### INSTRUCTIONS TO FOLLOW
What lines in the records below include the word "accuracy"? Return each one.

Stored items from a collection:
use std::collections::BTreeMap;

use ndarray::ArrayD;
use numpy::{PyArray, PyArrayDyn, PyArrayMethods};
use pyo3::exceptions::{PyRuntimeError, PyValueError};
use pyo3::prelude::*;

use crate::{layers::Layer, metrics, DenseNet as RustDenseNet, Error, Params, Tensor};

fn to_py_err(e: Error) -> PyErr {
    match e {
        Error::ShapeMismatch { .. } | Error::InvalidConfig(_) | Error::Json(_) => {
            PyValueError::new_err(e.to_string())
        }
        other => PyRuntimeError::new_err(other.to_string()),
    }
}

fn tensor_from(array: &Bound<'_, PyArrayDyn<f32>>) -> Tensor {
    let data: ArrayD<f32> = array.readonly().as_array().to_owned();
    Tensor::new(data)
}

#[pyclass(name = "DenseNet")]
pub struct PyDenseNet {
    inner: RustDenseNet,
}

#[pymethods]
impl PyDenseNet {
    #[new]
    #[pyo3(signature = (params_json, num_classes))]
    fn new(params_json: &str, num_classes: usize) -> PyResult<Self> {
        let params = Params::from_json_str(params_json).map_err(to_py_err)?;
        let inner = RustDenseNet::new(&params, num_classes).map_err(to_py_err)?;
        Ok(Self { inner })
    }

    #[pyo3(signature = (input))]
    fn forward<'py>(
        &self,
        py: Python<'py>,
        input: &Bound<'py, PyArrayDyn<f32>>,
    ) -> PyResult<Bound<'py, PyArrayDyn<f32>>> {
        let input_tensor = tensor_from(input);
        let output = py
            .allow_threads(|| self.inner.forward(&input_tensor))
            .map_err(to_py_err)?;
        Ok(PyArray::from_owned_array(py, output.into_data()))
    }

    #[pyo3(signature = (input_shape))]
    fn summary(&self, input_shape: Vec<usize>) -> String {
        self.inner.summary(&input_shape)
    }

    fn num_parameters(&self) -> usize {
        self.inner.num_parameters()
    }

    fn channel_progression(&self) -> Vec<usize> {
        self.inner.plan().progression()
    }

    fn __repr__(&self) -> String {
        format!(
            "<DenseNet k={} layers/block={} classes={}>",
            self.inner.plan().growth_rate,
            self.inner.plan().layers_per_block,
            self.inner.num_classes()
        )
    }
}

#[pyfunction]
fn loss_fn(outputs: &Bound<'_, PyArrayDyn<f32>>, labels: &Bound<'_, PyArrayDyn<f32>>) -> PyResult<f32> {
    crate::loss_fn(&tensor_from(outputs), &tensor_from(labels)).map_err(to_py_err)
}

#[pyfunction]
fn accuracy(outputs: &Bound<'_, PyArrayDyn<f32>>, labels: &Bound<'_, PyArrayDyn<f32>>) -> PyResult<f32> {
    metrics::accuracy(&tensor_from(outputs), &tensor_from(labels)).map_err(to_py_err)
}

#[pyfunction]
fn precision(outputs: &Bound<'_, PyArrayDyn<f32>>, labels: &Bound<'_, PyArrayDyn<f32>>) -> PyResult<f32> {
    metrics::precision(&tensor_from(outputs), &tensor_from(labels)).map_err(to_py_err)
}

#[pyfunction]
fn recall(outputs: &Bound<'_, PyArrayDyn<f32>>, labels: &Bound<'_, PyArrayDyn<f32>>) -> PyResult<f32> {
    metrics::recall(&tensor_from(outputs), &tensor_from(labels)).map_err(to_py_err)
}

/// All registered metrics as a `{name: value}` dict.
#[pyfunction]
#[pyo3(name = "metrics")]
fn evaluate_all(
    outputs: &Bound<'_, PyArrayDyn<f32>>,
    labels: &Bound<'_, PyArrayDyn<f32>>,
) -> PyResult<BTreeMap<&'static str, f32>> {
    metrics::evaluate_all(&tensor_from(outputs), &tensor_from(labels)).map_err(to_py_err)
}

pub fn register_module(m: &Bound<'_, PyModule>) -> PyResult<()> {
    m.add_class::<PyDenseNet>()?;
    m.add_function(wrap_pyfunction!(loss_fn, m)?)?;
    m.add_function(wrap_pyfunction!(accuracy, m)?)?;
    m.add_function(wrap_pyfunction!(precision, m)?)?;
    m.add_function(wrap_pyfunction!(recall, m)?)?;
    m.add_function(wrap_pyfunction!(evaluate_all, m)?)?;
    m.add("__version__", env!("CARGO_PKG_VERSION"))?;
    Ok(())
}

==

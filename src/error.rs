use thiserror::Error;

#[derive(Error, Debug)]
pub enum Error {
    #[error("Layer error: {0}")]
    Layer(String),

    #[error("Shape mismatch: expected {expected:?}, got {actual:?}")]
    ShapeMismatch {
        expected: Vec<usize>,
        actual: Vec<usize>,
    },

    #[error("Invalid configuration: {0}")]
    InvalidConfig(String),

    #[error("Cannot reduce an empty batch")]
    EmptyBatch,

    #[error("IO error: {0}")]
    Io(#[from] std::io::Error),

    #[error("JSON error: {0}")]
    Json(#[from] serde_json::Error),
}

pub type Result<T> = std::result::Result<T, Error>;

### TASK OUTPUT
fn accuracy(outputs: &Bound<'_, PyArrayDyn<f32>>, labels: &Bound<'_, PyArrayDyn<f32>>) -> PyResult<f32> {
    metrics::accuracy(&tensor_from(outputs), &tensor_from(labels)).map_err(to_py_err)
    m.add_function(wrap_pyfunction!(accuracy, m)?)?;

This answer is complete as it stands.